-- Dataset entries --
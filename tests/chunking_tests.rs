//! Property tests for fixed-size chunking.

use proptest::prelude::*;
use ragline::chunking::{Chunker, FixedSizeChunker};
use ragline::document::Document;

fn doc(text: &str) -> Document {
    Document::new("doc", "test", text)
}

/// For any text and positive chunk size, concatenating the chunks in
/// sequence order reconstructs the input exactly, every chunk is at most
/// the configured size, and only the last chunk may be shorter.
mod prop_reconstruction {
    use super::*;

    proptest! {
        #![proptest_config(ProptestConfig::with_cases(200))]

        #[test]
        fn chunks_reconstruct_the_input(text in ".{0,400}", size in 1usize..64) {
            let chunker = FixedSizeChunker::new(size).unwrap();
            let chunks = chunker.chunk(&doc(&text));

            let rebuilt: String = chunks.iter().map(|c| c.text.as_str()).collect();
            prop_assert_eq!(rebuilt, text.clone());

            for (i, chunk) in chunks.iter().enumerate() {
                let len = chunk.text.chars().count();
                prop_assert!(len <= size, "chunk {i} has {len} chars, max {size}");
                if i + 1 < chunks.len() {
                    prop_assert_eq!(len, size, "only the last chunk may be short");
                }
            }
        }

        #[test]
        fn chunking_is_deterministic(text in ".{0,200}", size in 1usize..32) {
            let chunker = FixedSizeChunker::new(size).unwrap();
            let first = chunker.chunk(&doc(&text));
            let second = chunker.chunk(&doc(&text));
            prop_assert_eq!(first, second);
        }

        #[test]
        fn sequence_indices_are_contiguous(text in ".{1,200}", size in 1usize..32) {
            let chunker = FixedSizeChunker::new(size).unwrap();
            let chunks = chunker.chunk(&doc(&text));
            prop_assert!(!chunks.is_empty());
            for (i, chunk) in chunks.iter().enumerate() {
                prop_assert_eq!(chunk.metadata.get("chunk_index"), Some(&i.to_string()));
                prop_assert_eq!(chunk.id.clone(), format!("doc_{i}"));
            }
        }
    }
}

#[test]
fn empty_text_yields_empty_sequence() {
    let chunker = FixedSizeChunker::new(16).unwrap();
    assert!(chunker.chunk(&doc("")).is_empty());
}
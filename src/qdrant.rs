//! Qdrant vector store backend.
//!
//! Provides [`QdrantVectorStore`] which implements [`VectorStore`] over the
//! [qdrant-client](https://docs.rs/qdrant-client) gRPC API with cosine
//! distance. Only available when the `qdrant` feature is enabled.

use std::collections::HashMap;

use async_trait::async_trait;
use qdrant_client::qdrant::value::Kind;
use qdrant_client::qdrant::{
    CreateCollectionBuilder, Distance, PointStruct, SearchPointsBuilder, UpsertPointsBuilder,
    Value as QdrantValue, VectorParamsBuilder,
};
use qdrant_client::{Payload, Qdrant};
use tracing::debug;

use crate::document::{Chunk, SearchResult};
use crate::error::{RagError, Result};
use crate::vectorstore::VectorStore;

/// A [`VectorStore`] backed by [Qdrant](https://qdrant.tech/).
///
/// Collections are created lazily on the first upsert, sized to the first
/// chunk's embedding, with cosine distance. Chunk text and metadata are
/// stored as point payload so searches can return them without a second
/// lookup.
pub struct QdrantVectorStore {
    client: Qdrant,
}

impl QdrantVectorStore {
    /// Create a new store connecting to the given URL.
    pub fn new(url: &str) -> Result<Self> {
        let client = Qdrant::from_url(url).build().map_err(Self::store_err)?;
        Ok(Self { client })
    }

    /// Create a new store from an existing client.
    pub fn from_client(client: Qdrant) -> Self {
        Self { client }
    }

    fn store_err(e: qdrant_client::QdrantError) -> RagError {
        RagError::Store(format!("qdrant: {e}"))
    }

    fn search_err(e: qdrant_client::QdrantError) -> RagError {
        RagError::Search(format!("qdrant: {e}"))
    }

    async fn ensure_collection(&self, name: &str, dimensions: usize) -> Result<()> {
        let exists = self.client.collection_exists(name).await.map_err(Self::store_err)?;
        if exists {
            return Ok(());
        }

        self.client
            .create_collection(
                CreateCollectionBuilder::new(name)
                    .vectors_config(VectorParamsBuilder::new(dimensions as u64, Distance::Cosine)),
            )
            .await
            .map_err(Self::store_err)?;

        debug!(collection = name, dimensions, "created qdrant collection");
        Ok(())
    }

    fn extract_string(value: &QdrantValue) -> Option<String> {
        match &value.kind {
            Some(Kind::StringValue(s)) => Some(s.clone()),
            _ => None,
        }
    }

    /// Qdrant point IDs must be integers or UUIDs. Derive a stable integer
    /// from the chunk ID (FNV-1a) so re-upserting a chunk overwrites its
    /// point; the original ID is kept in the payload.
    fn point_id(chunk_id: &str) -> u64 {
        let mut hash: u64 = 0xcbf2_9ce4_8422_2325;
        for byte in chunk_id.bytes() {
            hash ^= u64::from(byte);
            hash = hash.wrapping_mul(0x0000_0100_0000_01b3);
        }
        hash
    }
}

#[async_trait]
impl VectorStore for QdrantVectorStore {
    async fn upsert(&self, collection: &str, chunks: &[Chunk]) -> Result<()> {
        let Some(first) = chunks.first() else {
            return Ok(());
        };
        self.ensure_collection(collection, first.embedding.len()).await?;

        let points: Vec<PointStruct> = chunks
            .iter()
            .map(|chunk| {
                let mut payload_map = serde_json::Map::new();
                payload_map
                    .insert("text".to_string(), serde_json::Value::String(chunk.text.clone()));
                payload_map.insert(
                    "source_id".to_string(),
                    serde_json::Value::String(chunk.source_id.clone()),
                );
                payload_map
                    .insert("chunk_id".to_string(), serde_json::Value::String(chunk.id.clone()));
                let metadata_obj: serde_json::Map<String, serde_json::Value> = chunk
                    .metadata
                    .iter()
                    .map(|(k, v)| (k.clone(), serde_json::Value::String(v.clone())))
                    .collect();
                payload_map.insert("metadata".to_string(), serde_json::Value::Object(metadata_obj));

                let payload =
                    Payload::try_from(serde_json::Value::Object(payload_map)).unwrap_or_default();

                PointStruct::new(Self::point_id(&chunk.id), chunk.embedding.clone(), payload)
            })
            .collect();

        self.client
            .upsert_points(UpsertPointsBuilder::new(collection, points).wait(true))
            .await
            .map_err(Self::store_err)?;

        debug!(collection, count = chunks.len(), "upserted chunks to qdrant");
        Ok(())
    }

    async fn search(
        &self,
        collection: &str,
        embedding: &[f32],
        top_k: usize,
    ) -> Result<Vec<SearchResult>> {
        // Absent collections yield an empty result, not a backend error.
        let exists = self.client.collection_exists(collection).await.map_err(Self::search_err)?;
        if !exists {
            return Ok(Vec::new());
        }

        let response = self
            .client
            .search_points(
                SearchPointsBuilder::new(collection, embedding.to_vec(), top_k as u64)
                    .with_payload(true),
            )
            .await
            .map_err(Self::search_err)?;

        let results = response
            .result
            .into_iter()
            .map(|scored| {
                let text =
                    scored.payload.get("text").and_then(Self::extract_string).unwrap_or_default();

                let metadata: HashMap<String, String> = scored
                    .payload
                    .get("metadata")
                    .and_then(|v| match &v.kind {
                        Some(Kind::StructValue(s)) => Some(
                            s.fields
                                .iter()
                                .filter_map(|(k, v)| {
                                    Self::extract_string(v).map(|s| (k.clone(), s))
                                })
                                .collect(),
                        ),
                        _ => None,
                    })
                    .unwrap_or_default();

                SearchResult { text, score: scored.score, metadata }
            })
            .collect();

        Ok(results)
    }
}
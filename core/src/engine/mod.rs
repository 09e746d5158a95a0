//! Benchmark run orchestration: one [`BenchRun`] per invocation, one
//! [`Batch`] per resource category.

mod run;

pub use run::{Batch, BenchRun};
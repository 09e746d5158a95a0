use std::fmt;

use serde::{Deserialize, Serialize};

#[derive(Debug, Clone, PartialEq, Eq, Serialize, Deserialize)]
pub struct Domain {
    pub id: String,
    pub name: String,
    pub parent_id: String,
}

#[derive(Debug, Clone, PartialEq, Eq, Serialize, Deserialize)]
pub struct Account {
    pub id: String,
    pub name: String,
    pub domain_id: String,
}

#[derive(Debug, Clone, PartialEq, Eq, Serialize, Deserialize)]
pub struct Network {
    pub id: String,
    pub name: String,
    pub domain_id: String,
}

#[derive(Debug, Clone, Copy, PartialEq, Eq, Serialize, Deserialize)]
pub enum VmState {
    Starting,
    Running,
    Stopped,
    Error,
}

impl VmState {
    /// Only running or stopped VMs accept new volumes.
    pub fn accepts_volumes(self) -> bool {
        matches!(self, VmState::Running | VmState::Stopped)
    }
}

impl fmt::Display for VmState {
    fn fmt(&self, f: &mut fmt::Formatter<'_>) -> fmt::Result {
        let s = match self {
            VmState::Starting => "Starting",
            VmState::Running => "Running",
            VmState::Stopped => "Stopped",
            VmState::Error => "Error",
        };
        f.write_str(s)
    }
}

#[derive(Debug, Clone, PartialEq, Eq, Serialize, Deserialize)]
pub struct VirtualMachine {
    pub id: String,
    pub name: String,
    pub domain_id: String,
    pub account: String,
    pub network_id: String,
    pub state: VmState,
}

#[derive(Debug, Clone, PartialEq, Eq, Serialize, Deserialize)]
pub struct Volume {
    pub id: String,
    pub name: String,
    pub domain_id: String,
    pub account: String,
    /// VM the volume is attached to, if any.
    pub vm_id: Option<String>,
}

-- Work task --
Starting from the records above, copy each line where the string "created" is found.

-- Result for this task --
/// Collections are created lazily on the first upsert, sized to the first
        debug!(collection = name, dimensions, "created qdrant collection");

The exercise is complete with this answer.